● What needs to be done
Word for word, reproduce every line of the data.

↓

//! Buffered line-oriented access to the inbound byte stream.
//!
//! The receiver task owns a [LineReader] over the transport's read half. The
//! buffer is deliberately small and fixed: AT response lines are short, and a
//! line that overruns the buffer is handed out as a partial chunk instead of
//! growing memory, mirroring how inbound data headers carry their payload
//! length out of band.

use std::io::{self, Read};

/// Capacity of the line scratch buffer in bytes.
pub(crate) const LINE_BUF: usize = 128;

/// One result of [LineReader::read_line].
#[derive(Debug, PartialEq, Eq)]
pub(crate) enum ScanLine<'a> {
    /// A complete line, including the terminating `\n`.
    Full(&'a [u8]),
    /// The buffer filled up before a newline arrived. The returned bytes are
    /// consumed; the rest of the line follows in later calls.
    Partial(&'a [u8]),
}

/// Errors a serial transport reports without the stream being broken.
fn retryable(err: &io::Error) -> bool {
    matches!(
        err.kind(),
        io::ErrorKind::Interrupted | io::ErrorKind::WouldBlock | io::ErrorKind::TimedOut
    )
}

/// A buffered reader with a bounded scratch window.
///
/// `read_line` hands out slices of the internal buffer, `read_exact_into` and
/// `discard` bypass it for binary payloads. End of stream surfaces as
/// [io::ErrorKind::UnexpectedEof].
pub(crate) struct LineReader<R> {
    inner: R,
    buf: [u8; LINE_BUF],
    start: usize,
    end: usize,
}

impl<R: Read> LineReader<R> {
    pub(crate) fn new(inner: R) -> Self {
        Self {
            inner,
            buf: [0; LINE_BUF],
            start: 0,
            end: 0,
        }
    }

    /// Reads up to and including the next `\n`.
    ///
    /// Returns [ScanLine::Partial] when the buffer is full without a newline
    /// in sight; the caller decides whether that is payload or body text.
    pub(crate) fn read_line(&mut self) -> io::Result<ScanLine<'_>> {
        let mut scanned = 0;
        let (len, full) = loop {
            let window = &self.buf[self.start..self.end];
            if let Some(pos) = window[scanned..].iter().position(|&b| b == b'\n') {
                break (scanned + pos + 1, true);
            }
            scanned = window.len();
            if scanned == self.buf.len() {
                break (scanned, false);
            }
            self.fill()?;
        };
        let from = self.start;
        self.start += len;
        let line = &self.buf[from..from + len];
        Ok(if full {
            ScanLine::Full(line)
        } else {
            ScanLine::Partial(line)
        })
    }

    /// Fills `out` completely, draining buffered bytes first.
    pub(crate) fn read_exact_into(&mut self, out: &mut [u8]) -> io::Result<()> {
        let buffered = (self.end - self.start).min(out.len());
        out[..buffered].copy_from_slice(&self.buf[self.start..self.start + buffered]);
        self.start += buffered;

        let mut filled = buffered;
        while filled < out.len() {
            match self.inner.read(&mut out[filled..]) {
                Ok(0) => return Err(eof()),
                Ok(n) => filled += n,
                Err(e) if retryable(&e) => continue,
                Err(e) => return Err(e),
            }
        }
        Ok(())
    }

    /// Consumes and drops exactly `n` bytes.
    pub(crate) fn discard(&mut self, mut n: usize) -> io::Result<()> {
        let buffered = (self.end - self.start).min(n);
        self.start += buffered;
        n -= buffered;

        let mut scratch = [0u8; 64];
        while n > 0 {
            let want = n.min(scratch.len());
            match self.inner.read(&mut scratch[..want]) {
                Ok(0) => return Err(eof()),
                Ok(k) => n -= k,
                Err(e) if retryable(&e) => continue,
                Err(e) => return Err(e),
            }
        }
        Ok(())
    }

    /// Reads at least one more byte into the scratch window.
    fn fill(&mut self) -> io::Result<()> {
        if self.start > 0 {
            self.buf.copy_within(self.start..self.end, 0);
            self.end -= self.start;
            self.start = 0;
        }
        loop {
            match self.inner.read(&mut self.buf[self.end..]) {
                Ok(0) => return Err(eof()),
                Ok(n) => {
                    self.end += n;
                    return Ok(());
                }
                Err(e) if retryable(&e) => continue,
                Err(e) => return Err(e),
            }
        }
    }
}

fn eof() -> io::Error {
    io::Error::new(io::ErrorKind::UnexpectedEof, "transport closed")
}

↑

● Solved exercise
//! Buffered line-oriented access to the inbound byte stream.
//!
//! The receiver task owns a [LineReader] over the transport's read half. The
//! buffer is deliberately small and fixed: AT response lines are short, and a
//! line that overruns the buffer is handed out as a partial chunk instead of
//! growing memory, mirroring how inbound data headers carry their payload
//! length out of band.

use std::io::{self, Read};

/// Capacity of the line scratch buffer in bytes.
pub(crate) const LINE_BUF: usize = 128;

/// One result of [LineReader::read_line].
#[derive(Debug, PartialEq, Eq)]
pub(crate) enum ScanLine<'a> {
    /// A complete line, including the terminating `\n`.
    Full(&'a [u8]),
    /// The buffer filled up before a newline arrived. The returned bytes are
    /// consumed; the rest of the line follows in later calls.
    Partial(&'a [u8]),
}

/// Errors a serial transport reports without the stream being broken.
fn retryable(err: &io::Error) -> bool {
    matches!(
        err.kind(),
        io::ErrorKind::Interrupted | io::ErrorKind::WouldBlock | io::ErrorKind::TimedOut
    )
}

/// A buffered reader with a bounded scratch window.
///
/// `read_line` hands out slices of the internal buffer, `read_exact_into` and
/// `discard` bypass it for binary payloads. End of stream surfaces as
/// [io::ErrorKind::UnexpectedEof].
pub(crate) struct LineReader<R> {
    inner: R,
    buf: [u8; LINE_BUF],
    start: usize,
    end: usize,
}

impl<R: Read> LineReader<R> {
    pub(crate) fn new(inner: R) -> Self {
        Self {
            inner,
            buf: [0; LINE_BUF],
            start: 0,
            end: 0,
        }
    }

    /// Reads up to and including the next `\n`.
    ///
    /// Returns [ScanLine::Partial] when the buffer is full without a newline
    /// in sight; the caller decides whether that is payload or body text.
    pub(crate) fn read_line(&mut self) -> io::Result<ScanLine<'_>> {
        let mut scanned = 0;
        let (len, full) = loop {
            let window = &self.buf[self.start..self.end];
            if let Some(pos) = window[scanned..].iter().position(|&b| b == b'\n') {
                break (scanned + pos + 1, true);
            }
            scanned = window.len();
            if scanned == self.buf.len() {
                break (scanned, false);
            }
            self.fill()?;
        };
        let from = self.start;
        self.start += len;
        let line = &self.buf[from..from + len];
        Ok(if full {
            ScanLine::Full(line)
        } else {
            ScanLine::Partial(line)
        })
    }

    /// Fills `out` completely, draining buffered bytes first.
    pub(crate) fn read_exact_into(&mut self, out: &mut [u8]) -> io::Result<()> {
        let buffered = (self.end - self.start).min(out.len());
        out[..buffered].copy_from_slice(&self.buf[self.start..self.start + buffered]);
        self.start += buffered;

        let mut filled = buffered;
        while filled < out.len() {
            match self.inner.read(&mut out[filled..]) {
                Ok(0) => return Err(eof()),
                Ok(n) => filled += n,
                Err(e) if retryable(&e) => continue,
                Err(e) => return Err(e),
            }
        }
        Ok(())
    }

    /// Consumes and drops exactly `n` bytes.
    pub(crate) fn discard(&mut self, mut n: usize) -> io::Result<()> {
        let buffered = (self.end - self.start).min(n);
        self.start += buffered;
        n -= buffered;

        let mut scratch = [0u8; 64];
        while n > 0 {
            let want = n.min(scratch.len());
            match self.inner.read(&mut scratch[..want]) {
                Ok(0) => return Err(eof()),
                Ok(k) => n -= k,
                Err(e) if retryable(&e) => continue,
                Err(e) => return Err(e),
            }
        }
        Ok(())
    }

    /// Reads at least one more byte into the scratch window.
    fn fill(&mut self) -> io::Result<()> {
        if self.start > 0 {
            self.buf.copy_within(self.start..self.end, 0);
            self.end -= self.start;
            self.start = 0;
        }
        loop {
            match self.inner.read(&mut self.buf[self.end..]) {
                Ok(0) => return Err(eof()),
                Ok(n) => {
                    self.end += n;
                    return Ok(());
                }
                Err(e) if retryable(&e) => continue,
                Err(e) => return Err(e),
            }
        }
    }
}

fn eof() -> io::Error {
    io::Error::new(io::ErrorKind::UnexpectedEof, "transport closed")
}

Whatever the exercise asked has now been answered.